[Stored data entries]
┌──

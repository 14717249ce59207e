//! Engine facade: discovery registry and transfer manager behind one handle.

use tokio::task::JoinHandle;

use crate::config::EngineConfig;
use crate::discovery::Discovery;
use crate::error::Result;
use crate::manager::TransferManager;

#[derive(Clone)]
pub struct Engine {
    config: EngineConfig,
    discovery: Discovery,
    transfers: TransferManager,
}

impl Engine {
    /// `local_id` is the identity other peers know us by; it is sent in every `Hello`.
    pub fn new(config: EngineConfig, local_id: impl Into<String>) -> Result<Self> {
        config.validate()?;
        let discovery = Discovery::new(&config);
        let transfers = TransferManager::new(config.clone(), discovery.clone(), local_id)?;
        Ok(Self {
            config,
            discovery,
            transfers,
        })
    }

    pub fn config(&self) -> &EngineConfig {
        &self.config
    }

    pub fn discovery(&self) -> &Discovery {
        &self.discovery
    }

    pub fn transfers(&self) -> &TransferManager {
        &self.transfers
    }

    /// Age out peers every `sweep_interval`. Abort the handle to stop.
    pub fn spawn_sweeper(&self) -> JoinHandle<()> {
        self.discovery.spawn_sweeper(self.config.sweep_interval())
    }
}

#[cfg(test)]
mod tests {
    use super::*;
    use crate::error::EngineError;

    #[test]
    fn rejects_invalid_config() {
        let config = EngineConfig {
            workers_per_session: 0,
            ..EngineConfig::default()
        };
        assert!(matches!(
            Engine::new(config, "me"),
            Err(EngineError::Config(_))
        ));
    }

    #[tokio::test]
    async fn facade_shares_one_registry() {
        let engine = Engine::new(EngineConfig::default(), "me").unwrap();
        assert!(engine.discovery().snapshot().await.is_empty());
        assert_eq!(engine.transfers().available_slots(), 3);
        let sweeper = engine.spawn_sweeper();
        sweeper.abort();
    }
}
/// Adopt a matching sidecar left by an earlier, interrupted run.
async fn restore_bitmap(shared: &SessionShared, dest: &Path) {
    let (fresh, id, plan) = shared
        .read(|s| (s.bitmap().count() == 0, s.id, s.plan))
        .await;
    if !fresh {
        return;
    }
    match ResumeRecord::load(&resume::sidecar_path(dest)).await {
        Ok(Some(record)) if record.matches(id.as_bytes(), plan.total_bytes(), plan.chunk_size()) => {
            let done = record.bitmap.count();
            if shared.seed_bitmap(record.bitmap).await {
                info!(session = %id, chunks = done, "resuming from saved progress");
            }
        }
        Ok(_) => {}
        Err(e) => warn!(session = %id, error = %e, "ignoring unreadable resume record"),
    }
}

/// Outcome of handling one `ChunkData`.
enum Verdict {
    Ack(Message),
    Fail(EngineError),
}

async fn accept_chunk(
    shared: &SessionShared,
    part: &mut PartFile,
    plan: &ChunkPlan,
    algo: ChecksumAlgo,
    chunk: ChunkData,
    written: &mut u32,
) -> Verdict {
    let index = chunk.index;
    let expected = plan.range(index);
    if expected != Some((chunk.offset, chunk.payload.len() as u32)) {
        warn!(session = %shared.id, index, offset = chunk.offset, "chunk does not match the transfer layout");
        return Verdict::Ack(Message::nack(index, ReasonCode::InvalidChunk));
    }
    if chunk.checksum.len() != algo.digest_len() {
        warn!(session = %shared.id, index, len = chunk.checksum.len(), ?algo, "chunk digest is not the negotiated algorithm");
        return Verdict::Ack(Message::nack(index, ReasonCode::InvalidChunk));
    }
    if shared.read(|s| s.bitmap().contains(index)).await {
        debug!(session = %shared.id, index, "duplicate chunk");
        return Verdict::Ack(Message::ack(index));
    }
    if let Err(e) = part.write_at(chunk.offset, &chunk.payload).await {
        return Verdict::Fail(e.into());
    }
    if shared.record_chunk(index).await {
        *written += 1;
        if *written % PERSIST_EVERY == 0 {
            persist_bitmap(shared, &part.dest).await;
        }
    }
    Verdict::Ack(Message::ack(index))
}

/// Drive an attached receive session. The peer's `Hello` has already been consumed.
pub(crate) async fn run_receiver<S>(
    shared: Arc<SessionShared>,
    conn: Connection<S>,
    tuning: SchedulerTuning,
) where
    S: AsyncRead + AsyncWrite + Send + 'static,
{
    let Connection {
        mut reader,
        sender,
        writer,
    } = conn;
    let limit = tuning.ack_timeout;
    let (dest, plan, algo) = shared
        .read(|s| (s.file_path.clone(), s.plan, s.checksum_algo))
        .await;
    info!(session = %shared.id, dest = %dest.display(), chunks = plan.chunk_count(), "receive run started");

    let mut part = match PartFile::open(&dest, plan.total_bytes()).await {
        Ok(p) => p,
        Err(e) => {
            let e = EngineError::Io(e);
            let _ = shared.fail(FailureReason::from(&e)).await;
            let abort = Message::Abort {
                reason: e.reason_code(),
            };
            close_with(sender, writer, Some(abort), limit).await;
            discard_partial(&dest).await;
            return;
        }
    };
    restore_bitmap(&shared, &dest).await;

    let token = shared.token().clone();
    let mut status = shared.watch_status();
    let mut written = 0u32;
    let end = loop {
        if !wait_active(&mut status, &token).await {
            break ReceiveEnd::Stream(StreamEnd::Stopped);
        }
        let next = tokio::select! {
            _ = token.cancelled() => break ReceiveEnd::Stream(StreamEnd::Stopped),
            next = reader.next() => next,
        };
        let reply = match next {
            Ok(Some(Message::ChunkData(chunk))) => {
                match accept_chunk(&shared, &mut part, &plan, algo, chunk, &mut written).await {
                    Verdict::Ack(reply) => reply,
                    Verdict::Fail(e) => break ReceiveEnd::Stream(StreamEnd::Failed(e)),
                }
            }
            Ok(Some(Message::Complete)) => break ReceiveEnd::Complete,
            Ok(Some(Message::Abort { reason })) => {
                break ReceiveEnd::Stream(StreamEnd::PeerAborted(reason))
            }
            Ok(Some(other)) => break ReceiveEnd::Stream(StreamEnd::Failed(unexpected(&other))),
            Ok(None) | Err(EngineError::Io(_)) => break ReceiveEnd::Stream(StreamEnd::Closed),
            Err(EngineError::Protocol(ProtocolError::ChecksumMismatch { index })) => {
                warn!(session = %shared.id, index, "chunk failed verification, not written");
                Message::nack(index, ReasonCode::ChecksumMismatch)
            }
            Err(e) => {
                warn!(session = %shared.id, error = %e, "protocol error from sender");
                break ReceiveEnd::Stream(StreamEnd::Failed(e));
            }
        };
        if sender.send(&reply).await.is_err() {
            break ReceiveEnd::Stream(StreamEnd::Closed);
        }
    };

    match end {
        ReceiveEnd::Complete => {
            let missing = shared.missing_chunks().await.len();
            if missing > 0 {
                let e = EngineError::Protocol(ProtocolError::InvalidField(
                    "transfer completed with chunks missing",
                ));
                warn!(session = %shared.id, missing, "sender completed early");
                let _ = shared.fail(FailureReason::from(&e)).await;
                let abort = Message::Abort {
                    reason: ReasonCode::Protocol,
                };
                close_with(sender, writer, Some(abort), limit).await;
                discard_partial(&dest).await;
                return;
            }
            match part.commit().await {
                Ok(()) => {
                    if let Err(e) = shared.complete().await {
                        warn!(session = %shared.id, error = %e, "could not complete session");
                    }
                }
                Err(e) => {
                    let _ = shared.fail(FailureReason::from(&EngineError::Io(e))).await;
                    discard_partial(&dest).await;
                }
            }
            close_with(sender, writer, None, limit).await;
        }
        ReceiveEnd::Stream(StreamEnd::Closed) => {
            drop(part);
            persist_bitmap(&shared, &dest).await;
            info!(session = %shared.id, "connection lost, session detached");
            shared.detach().await;
            close_with(sender, writer, None, limit).await;
        }
        ReceiveEnd::Stream(StreamEnd::PeerAborted(code)) => {
            drop(part);
            if code == ReasonCode::Cancelled {
                info!(session = %shared.id, "sender cancelled the transfer");
                let _ = shared.cancel().await;
            } else {
                let _ = shared
                    .fail(FailureReason::from(&EngineError::PeerAborted(code)))
                    .await;
            }
            discard_partial(&dest).await;
            close_with(sender, writer, None, limit).await;
        }
        ReceiveEnd::Stream(StreamEnd::Failed(e)) => {
            drop(part);
            let reason = e.reason_code();
            let _ = shared.fail(FailureReason::from(&e)).await;
            close_with(sender, writer, Some(Message::Abort { reason }), limit).await;
            discard_partial(&dest).await;
        }
        ReceiveEnd::Stream(StreamEnd::Stopped) => {
            drop(part);
            let reason = match shared.status() {
                SessionStatus::Failed => shared
                    .read(|s| s.last_error().map(|r| r.code))
                    .await
                    .unwrap_or(ReasonCode::Unknown),
                _ => ReasonCode::Cancelled,
            };
            close_with(sender, writer, Some(Message::Abort { reason }), limit).await;
            if shared.status().is_terminal() {
                discard_partial(&dest).await;
            } else {
                persist_bitmap(&shared, &dest).await;
                shared.detach().await;
            }
        }
    }
}
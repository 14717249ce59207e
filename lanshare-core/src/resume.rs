//! Receiver-side resume bookkeeping: a bincode sidecar next to the partial file.

use std::io;
use std::path::{Path, PathBuf};

use serde::{Deserialize, Serialize};

use crate::bitmap::ChunkBitmap;

/// Suffix of the partial download and of its sidecar.
pub const PART_SUFFIX: &str = ".part";
pub const RESUME_SUFFIX: &str = ".resume";

#[derive(Debug, Clone, PartialEq, Eq, Serialize, Deserialize)]
pub struct ResumeRecord {
    pub session_id: [u8; 16],
    pub total_bytes: u64,
    pub chunk_size: u32,
    pub bitmap: ChunkBitmap,
}

/// `<dest>.part`
pub fn part_path(dest: &Path) -> PathBuf {
    with_suffix(dest, PART_SUFFIX)
}

/// `<dest>.part.resume`
pub fn sidecar_path(dest: &Path) -> PathBuf {
    with_suffix(&part_path(dest), RESUME_SUFFIX)
}

fn with_suffix(path: &Path, suffix: &str) -> PathBuf {
    let mut s = path.as_os_str().to_owned();
    s.push(suffix);
    PathBuf::from(s)
}

impl ResumeRecord {
    /// Whether this record describes the same transfer layout.
    pub fn matches(&self, session_id: [u8; 16], total_bytes: u64, chunk_size: u32) -> bool {
        self.session_id == session_id
            && self.total_bytes == total_bytes
            && self.chunk_size == chunk_size
    }

    /// Write atomically: temp file then rename.
    pub async fn save(&self, path: &Path) -> io::Result<()> {
        let bytes = bincode::serialize(self)
            .map_err(|e| io::Error::new(io::ErrorKind::InvalidData, e))?;
        let tmp = with_suffix(path, ".tmp");
        tokio::fs::write(&tmp, &bytes).await?;
        tokio::fs::rename(&tmp, path).await
    }

    /// `Ok(None)` if there is no sidecar; a corrupt sidecar is an error.
    pub async fn load(path: &Path) -> io::Result<Option<Self>> {
        let bytes = match tokio::fs::read(path).await {
            Ok(b) => b,
            Err(e) if e.kind() == io::ErrorKind::NotFound => return Ok(None),
            Err(e) => return Err(e),
        };
        let record = bincode::deserialize(&bytes)
            .map_err(|e| io::Error::new(io::ErrorKind::InvalidData, e))?;
        Ok(Some(record))
    }

    /// Remove a sidecar; missing is fine.
    pub async fn remove(path: &Path) -> io::Result<()> {
        match tokio::fs::remove_file(path).await {
            Err(e) if e.kind() != io::ErrorKind::NotFound => Err(e),
            _ => Ok(()),
        }
    }
}

#[cfg(test)]
mod tests {
    use super::*;

    #[test]
    fn paths_append_suffixes() {
        let dest = Path::new("/downloads/movie.mp4");
        assert_eq!(part_path(dest), PathBuf::from("/downloads/movie.mp4.part"));
        assert_eq!(
            sidecar_path(dest),
            PathBuf::from("/downloads/movie.mp4.part.resume")
        );
    }

    #[tokio::test]
    async fn save_load_remove() {
        let dir = tempfile::tempdir().unwrap();
        let path = sidecar_path(&dir.path().join("a.bin"));
        assert_eq!(ResumeRecord::load(&path).await.unwrap(), None);

        let mut bitmap = ChunkBitmap::new(4);
        bitmap.set(1);
        bitmap.set(3);
        let record = ResumeRecord {
            session_id: [9; 16],
            total_bytes: 100,
            chunk_size: 30,
            bitmap,
        };
        record.save(&path).await.unwrap();
        let loaded = ResumeRecord::load(&path).await.unwrap().unwrap();
        assert_eq!(loaded, record);
        assert!(loaded.matches([9; 16], 100, 30));
        assert!(!loaded.matches([9; 16], 101, 30));

        ResumeRecord::remove(&path).await.unwrap();
        ResumeRecord::remove(&path).await.unwrap();
        assert_eq!(ResumeRecord::load(&path).await.unwrap(), None);
    }

    #[tokio::test]
    async fn corrupt_sidecar_is_error() {
        let dir = tempfile::tempdir().unwrap();
        let path = dir.path().join("x.resume");
        tokio::fs::write(&path, b"\x01").await.unwrap();
        assert!(ResumeRecord::load(&path).await.is_err());
    }
}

└──

Write out exactly the lines that fall from the line with "info!(session = %shared.id, dest" to the line with "Ok(None) | Err(EngineError::Io(_))" in the records above, keeping both ends.

    info!(session = %shared.id, dest = %dest.display(), chunks = plan.chunk_count(), "receive run started");

    let mut part = match PartFile::open(&dest, plan.total_bytes()).await {
        Ok(p) => p,
        Err(e) => {
            let e = EngineError::Io(e);
            let _ = shared.fail(FailureReason::from(&e)).await;
            let abort = Message::Abort {
                reason: e.reason_code(),
            };
            close_with(sender, writer, Some(abort), limit).await;
            discard_partial(&dest).await;
            return;
        }
    };
    restore_bitmap(&shared, &dest).await;

    let token = shared.token().clone();
    let mut status = shared.watch_status();
    let mut written = 0u32;
    let end = loop {
        if !wait_active(&mut status, &token).await {
            break ReceiveEnd::Stream(StreamEnd::Stopped);
        }
        let next = tokio::select! {
            _ = token.cancelled() => break ReceiveEnd::Stream(StreamEnd::Stopped),
            next = reader.next() => next,
        };
        let reply = match next {
            Ok(Some(Message::ChunkData(chunk))) => {
                match accept_chunk(&shared, &mut part, &plan, algo, chunk, &mut written).await {
                    Verdict::Ack(reply) => reply,
                    Verdict::Fail(e) => break ReceiveEnd::Stream(StreamEnd::Failed(e)),
                }
            }
            Ok(Some(Message::Complete)) => break ReceiveEnd::Complete,
            Ok(Some(Message::Abort { reason })) => {
                break ReceiveEnd::Stream(StreamEnd::PeerAborted(reason))
            }
            Ok(Some(other)) => break ReceiveEnd::Stream(StreamEnd::Failed(unexpected(&other))),
            Ok(None) | Err(EngineError::Io(_)) => break ReceiveEnd::Stream(StreamEnd::Closed),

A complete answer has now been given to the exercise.